Data records:
****************************************

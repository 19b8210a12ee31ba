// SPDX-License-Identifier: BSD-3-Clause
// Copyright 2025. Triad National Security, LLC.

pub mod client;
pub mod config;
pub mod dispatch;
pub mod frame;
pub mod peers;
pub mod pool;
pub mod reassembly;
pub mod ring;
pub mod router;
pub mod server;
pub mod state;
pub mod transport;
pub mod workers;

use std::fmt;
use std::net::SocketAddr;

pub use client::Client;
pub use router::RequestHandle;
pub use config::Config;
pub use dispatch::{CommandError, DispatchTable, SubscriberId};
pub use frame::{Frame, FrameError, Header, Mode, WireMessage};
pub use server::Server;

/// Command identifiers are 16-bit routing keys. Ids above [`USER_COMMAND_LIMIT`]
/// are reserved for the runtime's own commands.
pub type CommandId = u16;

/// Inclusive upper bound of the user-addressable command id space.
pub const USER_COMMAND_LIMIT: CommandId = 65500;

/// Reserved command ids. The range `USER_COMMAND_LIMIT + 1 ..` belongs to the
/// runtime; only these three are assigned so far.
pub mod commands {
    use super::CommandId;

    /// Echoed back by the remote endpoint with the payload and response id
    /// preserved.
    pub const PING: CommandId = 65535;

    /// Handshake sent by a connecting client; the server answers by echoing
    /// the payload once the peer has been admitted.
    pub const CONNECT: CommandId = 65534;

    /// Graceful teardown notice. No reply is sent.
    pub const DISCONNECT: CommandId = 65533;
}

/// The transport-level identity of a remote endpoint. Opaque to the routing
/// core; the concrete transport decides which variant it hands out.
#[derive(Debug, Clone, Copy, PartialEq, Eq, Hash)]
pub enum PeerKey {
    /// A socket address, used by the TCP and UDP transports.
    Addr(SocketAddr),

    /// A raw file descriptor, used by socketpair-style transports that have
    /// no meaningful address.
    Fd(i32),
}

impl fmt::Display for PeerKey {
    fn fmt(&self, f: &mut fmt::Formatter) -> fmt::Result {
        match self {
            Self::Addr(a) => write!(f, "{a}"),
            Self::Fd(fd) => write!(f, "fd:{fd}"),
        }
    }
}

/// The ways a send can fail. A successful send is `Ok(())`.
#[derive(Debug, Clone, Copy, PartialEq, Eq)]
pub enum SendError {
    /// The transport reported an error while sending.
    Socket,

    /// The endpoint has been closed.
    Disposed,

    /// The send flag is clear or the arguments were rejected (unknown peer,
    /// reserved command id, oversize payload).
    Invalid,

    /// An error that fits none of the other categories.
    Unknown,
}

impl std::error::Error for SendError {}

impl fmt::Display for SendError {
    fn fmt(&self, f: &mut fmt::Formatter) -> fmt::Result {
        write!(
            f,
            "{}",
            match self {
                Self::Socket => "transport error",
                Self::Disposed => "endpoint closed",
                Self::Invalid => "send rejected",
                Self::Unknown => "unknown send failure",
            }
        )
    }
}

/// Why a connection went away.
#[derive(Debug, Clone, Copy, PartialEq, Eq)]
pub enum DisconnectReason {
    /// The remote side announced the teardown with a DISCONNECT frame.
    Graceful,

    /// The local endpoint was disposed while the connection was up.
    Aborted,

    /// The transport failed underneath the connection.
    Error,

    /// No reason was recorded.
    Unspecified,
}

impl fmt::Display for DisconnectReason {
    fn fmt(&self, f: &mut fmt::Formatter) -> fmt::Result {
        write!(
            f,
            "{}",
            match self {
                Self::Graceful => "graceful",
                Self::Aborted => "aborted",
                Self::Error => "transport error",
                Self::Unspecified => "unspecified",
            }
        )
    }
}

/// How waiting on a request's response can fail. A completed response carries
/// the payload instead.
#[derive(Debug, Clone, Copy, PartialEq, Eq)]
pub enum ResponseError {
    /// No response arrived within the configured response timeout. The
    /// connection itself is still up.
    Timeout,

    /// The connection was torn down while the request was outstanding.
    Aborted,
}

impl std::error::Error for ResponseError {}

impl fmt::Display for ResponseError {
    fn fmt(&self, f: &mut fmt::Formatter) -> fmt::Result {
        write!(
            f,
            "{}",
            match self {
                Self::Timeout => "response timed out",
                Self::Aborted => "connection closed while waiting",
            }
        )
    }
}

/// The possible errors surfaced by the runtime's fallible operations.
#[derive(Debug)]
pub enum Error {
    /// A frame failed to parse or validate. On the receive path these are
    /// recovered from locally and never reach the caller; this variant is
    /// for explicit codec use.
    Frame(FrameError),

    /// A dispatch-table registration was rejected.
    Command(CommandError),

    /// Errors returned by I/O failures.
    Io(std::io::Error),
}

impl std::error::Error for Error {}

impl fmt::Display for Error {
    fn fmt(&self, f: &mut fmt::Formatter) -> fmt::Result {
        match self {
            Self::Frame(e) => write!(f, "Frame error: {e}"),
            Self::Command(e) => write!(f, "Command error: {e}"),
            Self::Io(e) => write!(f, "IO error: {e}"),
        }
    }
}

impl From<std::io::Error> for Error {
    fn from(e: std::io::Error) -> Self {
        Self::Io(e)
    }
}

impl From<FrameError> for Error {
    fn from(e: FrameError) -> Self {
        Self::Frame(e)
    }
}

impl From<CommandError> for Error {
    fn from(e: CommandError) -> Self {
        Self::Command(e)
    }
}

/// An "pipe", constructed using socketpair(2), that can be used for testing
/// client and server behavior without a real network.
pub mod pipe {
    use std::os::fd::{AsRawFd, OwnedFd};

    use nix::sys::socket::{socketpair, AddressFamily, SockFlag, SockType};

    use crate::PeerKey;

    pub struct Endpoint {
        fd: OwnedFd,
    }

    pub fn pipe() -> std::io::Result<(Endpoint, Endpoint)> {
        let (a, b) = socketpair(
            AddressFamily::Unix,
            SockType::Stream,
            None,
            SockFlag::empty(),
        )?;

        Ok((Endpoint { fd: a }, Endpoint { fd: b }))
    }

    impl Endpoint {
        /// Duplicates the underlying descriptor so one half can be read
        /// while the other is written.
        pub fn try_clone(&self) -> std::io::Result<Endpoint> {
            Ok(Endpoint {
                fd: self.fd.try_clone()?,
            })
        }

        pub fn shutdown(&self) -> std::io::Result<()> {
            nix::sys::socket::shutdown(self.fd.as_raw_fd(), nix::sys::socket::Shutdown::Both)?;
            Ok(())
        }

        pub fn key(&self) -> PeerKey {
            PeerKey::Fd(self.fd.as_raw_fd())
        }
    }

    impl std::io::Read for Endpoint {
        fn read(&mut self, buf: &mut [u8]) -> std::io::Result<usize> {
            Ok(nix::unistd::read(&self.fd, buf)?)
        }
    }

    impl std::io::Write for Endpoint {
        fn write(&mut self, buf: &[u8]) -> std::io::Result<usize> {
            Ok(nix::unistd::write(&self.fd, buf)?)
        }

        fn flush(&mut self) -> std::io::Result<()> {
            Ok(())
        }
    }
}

****************************************

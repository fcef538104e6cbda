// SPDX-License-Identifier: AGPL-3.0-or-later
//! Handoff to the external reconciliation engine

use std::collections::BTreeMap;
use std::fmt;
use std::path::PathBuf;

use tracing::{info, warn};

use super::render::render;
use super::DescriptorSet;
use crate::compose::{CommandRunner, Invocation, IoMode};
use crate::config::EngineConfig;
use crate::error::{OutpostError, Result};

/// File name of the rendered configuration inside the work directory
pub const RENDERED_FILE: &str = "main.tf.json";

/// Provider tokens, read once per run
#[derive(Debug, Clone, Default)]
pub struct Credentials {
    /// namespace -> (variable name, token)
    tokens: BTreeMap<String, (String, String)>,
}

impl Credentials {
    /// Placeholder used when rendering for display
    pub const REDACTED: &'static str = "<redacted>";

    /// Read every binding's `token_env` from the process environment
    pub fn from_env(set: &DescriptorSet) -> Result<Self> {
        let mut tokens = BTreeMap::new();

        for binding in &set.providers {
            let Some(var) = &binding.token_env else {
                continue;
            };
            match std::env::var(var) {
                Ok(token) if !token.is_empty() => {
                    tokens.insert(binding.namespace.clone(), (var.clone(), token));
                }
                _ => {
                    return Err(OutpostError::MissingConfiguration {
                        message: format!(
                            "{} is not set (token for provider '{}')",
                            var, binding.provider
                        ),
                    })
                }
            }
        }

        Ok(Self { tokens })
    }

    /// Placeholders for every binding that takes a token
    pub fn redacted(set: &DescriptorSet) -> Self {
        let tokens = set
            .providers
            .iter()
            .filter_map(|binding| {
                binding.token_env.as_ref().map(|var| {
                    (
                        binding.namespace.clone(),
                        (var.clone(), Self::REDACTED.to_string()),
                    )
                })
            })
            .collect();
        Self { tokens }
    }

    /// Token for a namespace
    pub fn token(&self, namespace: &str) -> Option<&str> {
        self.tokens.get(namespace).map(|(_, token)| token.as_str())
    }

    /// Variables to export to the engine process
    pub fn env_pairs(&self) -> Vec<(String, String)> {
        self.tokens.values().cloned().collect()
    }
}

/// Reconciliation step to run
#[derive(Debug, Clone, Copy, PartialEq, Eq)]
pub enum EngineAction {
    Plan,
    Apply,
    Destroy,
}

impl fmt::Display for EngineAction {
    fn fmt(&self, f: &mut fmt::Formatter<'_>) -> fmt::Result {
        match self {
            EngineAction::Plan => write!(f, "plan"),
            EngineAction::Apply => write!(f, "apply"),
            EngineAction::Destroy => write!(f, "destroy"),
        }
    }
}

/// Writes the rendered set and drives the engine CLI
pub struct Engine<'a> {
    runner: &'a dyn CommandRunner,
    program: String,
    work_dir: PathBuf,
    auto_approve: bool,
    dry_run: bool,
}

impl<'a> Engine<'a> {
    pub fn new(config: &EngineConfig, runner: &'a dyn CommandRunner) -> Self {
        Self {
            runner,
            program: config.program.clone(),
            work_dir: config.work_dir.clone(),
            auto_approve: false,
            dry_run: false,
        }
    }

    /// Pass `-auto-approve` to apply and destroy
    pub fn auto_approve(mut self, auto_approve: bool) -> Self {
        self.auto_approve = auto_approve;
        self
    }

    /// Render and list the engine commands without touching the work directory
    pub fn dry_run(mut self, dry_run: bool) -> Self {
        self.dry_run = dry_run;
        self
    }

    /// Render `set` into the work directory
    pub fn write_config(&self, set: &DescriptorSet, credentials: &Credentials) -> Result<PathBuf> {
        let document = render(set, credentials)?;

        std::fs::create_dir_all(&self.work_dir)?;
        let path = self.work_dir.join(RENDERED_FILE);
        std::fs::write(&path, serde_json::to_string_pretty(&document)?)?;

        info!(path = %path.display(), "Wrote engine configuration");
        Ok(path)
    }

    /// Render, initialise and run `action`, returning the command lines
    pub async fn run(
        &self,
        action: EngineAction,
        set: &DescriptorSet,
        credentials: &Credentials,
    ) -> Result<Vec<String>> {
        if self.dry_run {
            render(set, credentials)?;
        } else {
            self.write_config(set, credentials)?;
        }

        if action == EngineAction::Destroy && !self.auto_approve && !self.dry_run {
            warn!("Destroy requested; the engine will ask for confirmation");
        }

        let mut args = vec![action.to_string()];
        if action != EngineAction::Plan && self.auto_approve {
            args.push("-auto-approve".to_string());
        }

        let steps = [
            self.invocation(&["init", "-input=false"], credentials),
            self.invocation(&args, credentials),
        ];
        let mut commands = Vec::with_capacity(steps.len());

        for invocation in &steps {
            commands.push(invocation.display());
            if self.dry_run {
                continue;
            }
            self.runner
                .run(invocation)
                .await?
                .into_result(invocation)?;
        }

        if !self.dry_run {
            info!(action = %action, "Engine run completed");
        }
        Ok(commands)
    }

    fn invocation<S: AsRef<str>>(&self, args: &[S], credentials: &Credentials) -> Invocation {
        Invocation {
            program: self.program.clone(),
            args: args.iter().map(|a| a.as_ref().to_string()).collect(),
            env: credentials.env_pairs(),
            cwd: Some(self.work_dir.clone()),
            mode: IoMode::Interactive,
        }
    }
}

****************************************

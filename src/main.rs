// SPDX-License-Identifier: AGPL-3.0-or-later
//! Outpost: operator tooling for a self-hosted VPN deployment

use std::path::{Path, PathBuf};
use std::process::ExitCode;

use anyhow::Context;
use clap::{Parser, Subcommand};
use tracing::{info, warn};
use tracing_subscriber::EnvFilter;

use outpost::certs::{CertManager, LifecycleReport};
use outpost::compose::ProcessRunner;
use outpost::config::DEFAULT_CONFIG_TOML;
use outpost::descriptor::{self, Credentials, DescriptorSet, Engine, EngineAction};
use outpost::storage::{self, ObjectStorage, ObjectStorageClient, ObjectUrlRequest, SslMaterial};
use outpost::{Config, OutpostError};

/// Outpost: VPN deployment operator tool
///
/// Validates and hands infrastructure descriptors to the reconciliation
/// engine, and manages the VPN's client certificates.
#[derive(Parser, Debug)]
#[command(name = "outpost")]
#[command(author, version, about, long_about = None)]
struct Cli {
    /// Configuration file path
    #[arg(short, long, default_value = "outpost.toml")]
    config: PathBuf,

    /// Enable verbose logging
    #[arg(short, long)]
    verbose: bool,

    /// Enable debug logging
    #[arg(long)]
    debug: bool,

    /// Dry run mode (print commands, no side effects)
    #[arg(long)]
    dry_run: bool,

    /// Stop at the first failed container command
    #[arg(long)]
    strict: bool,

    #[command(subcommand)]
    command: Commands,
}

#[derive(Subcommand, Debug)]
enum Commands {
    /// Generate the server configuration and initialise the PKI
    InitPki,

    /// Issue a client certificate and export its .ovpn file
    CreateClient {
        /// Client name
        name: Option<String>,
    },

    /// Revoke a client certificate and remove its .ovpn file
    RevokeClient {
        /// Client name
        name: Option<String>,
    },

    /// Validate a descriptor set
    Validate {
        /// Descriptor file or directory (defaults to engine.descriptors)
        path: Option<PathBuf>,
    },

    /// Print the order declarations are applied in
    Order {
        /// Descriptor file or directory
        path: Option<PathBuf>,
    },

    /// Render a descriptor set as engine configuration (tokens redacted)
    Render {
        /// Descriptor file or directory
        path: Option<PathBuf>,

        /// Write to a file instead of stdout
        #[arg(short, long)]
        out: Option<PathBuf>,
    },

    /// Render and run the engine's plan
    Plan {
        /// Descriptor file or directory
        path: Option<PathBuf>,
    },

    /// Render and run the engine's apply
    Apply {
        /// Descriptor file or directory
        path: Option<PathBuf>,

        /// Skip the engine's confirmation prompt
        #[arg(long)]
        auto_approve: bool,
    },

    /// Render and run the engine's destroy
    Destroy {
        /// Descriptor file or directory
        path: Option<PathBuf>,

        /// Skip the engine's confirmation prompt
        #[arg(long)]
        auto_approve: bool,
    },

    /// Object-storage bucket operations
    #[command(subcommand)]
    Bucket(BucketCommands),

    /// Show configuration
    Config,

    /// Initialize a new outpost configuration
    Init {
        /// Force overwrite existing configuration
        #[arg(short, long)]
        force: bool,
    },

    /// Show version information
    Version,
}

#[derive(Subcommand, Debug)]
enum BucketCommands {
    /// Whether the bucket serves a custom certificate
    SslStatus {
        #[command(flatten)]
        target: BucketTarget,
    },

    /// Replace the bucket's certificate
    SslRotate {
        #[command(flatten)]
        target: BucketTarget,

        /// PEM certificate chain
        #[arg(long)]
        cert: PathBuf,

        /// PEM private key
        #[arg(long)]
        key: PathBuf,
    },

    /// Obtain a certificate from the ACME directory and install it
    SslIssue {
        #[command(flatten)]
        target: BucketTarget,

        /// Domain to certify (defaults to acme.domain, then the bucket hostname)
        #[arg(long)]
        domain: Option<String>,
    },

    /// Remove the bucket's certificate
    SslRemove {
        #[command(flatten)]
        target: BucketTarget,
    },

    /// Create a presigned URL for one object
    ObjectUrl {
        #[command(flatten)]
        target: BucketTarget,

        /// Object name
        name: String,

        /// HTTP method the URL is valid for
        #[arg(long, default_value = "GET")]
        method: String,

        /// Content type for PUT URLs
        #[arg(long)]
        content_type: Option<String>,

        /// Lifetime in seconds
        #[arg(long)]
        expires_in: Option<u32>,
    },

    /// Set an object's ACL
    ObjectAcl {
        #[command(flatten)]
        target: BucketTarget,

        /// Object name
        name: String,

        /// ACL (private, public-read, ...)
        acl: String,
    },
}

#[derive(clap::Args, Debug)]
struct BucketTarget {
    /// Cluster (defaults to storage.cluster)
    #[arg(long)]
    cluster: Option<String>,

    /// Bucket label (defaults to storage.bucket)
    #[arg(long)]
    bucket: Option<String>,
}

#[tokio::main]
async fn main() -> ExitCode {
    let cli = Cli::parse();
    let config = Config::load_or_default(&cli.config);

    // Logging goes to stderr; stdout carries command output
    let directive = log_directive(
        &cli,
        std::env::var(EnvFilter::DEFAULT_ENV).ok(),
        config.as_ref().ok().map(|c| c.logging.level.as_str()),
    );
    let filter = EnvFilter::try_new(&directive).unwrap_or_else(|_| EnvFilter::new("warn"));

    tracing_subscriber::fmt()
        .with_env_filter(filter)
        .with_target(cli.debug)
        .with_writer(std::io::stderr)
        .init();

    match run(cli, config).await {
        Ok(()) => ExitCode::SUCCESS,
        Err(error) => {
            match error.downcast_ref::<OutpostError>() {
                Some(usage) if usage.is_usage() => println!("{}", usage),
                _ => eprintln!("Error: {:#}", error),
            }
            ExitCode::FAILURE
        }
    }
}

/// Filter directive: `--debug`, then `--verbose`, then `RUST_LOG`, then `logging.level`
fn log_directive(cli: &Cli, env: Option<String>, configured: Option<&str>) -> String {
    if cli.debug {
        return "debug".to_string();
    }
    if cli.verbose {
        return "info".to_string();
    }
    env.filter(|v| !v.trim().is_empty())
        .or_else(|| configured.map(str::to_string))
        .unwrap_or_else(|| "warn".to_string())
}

****************************************

▶ _Goal of the exercise_: Using the entries above, copy out all lines that contain the string "false".

▶ _Task answer_:
            auto_approve: false,
            dry_run: false,
            self.invocation(&["init", "-input=false"], credentials),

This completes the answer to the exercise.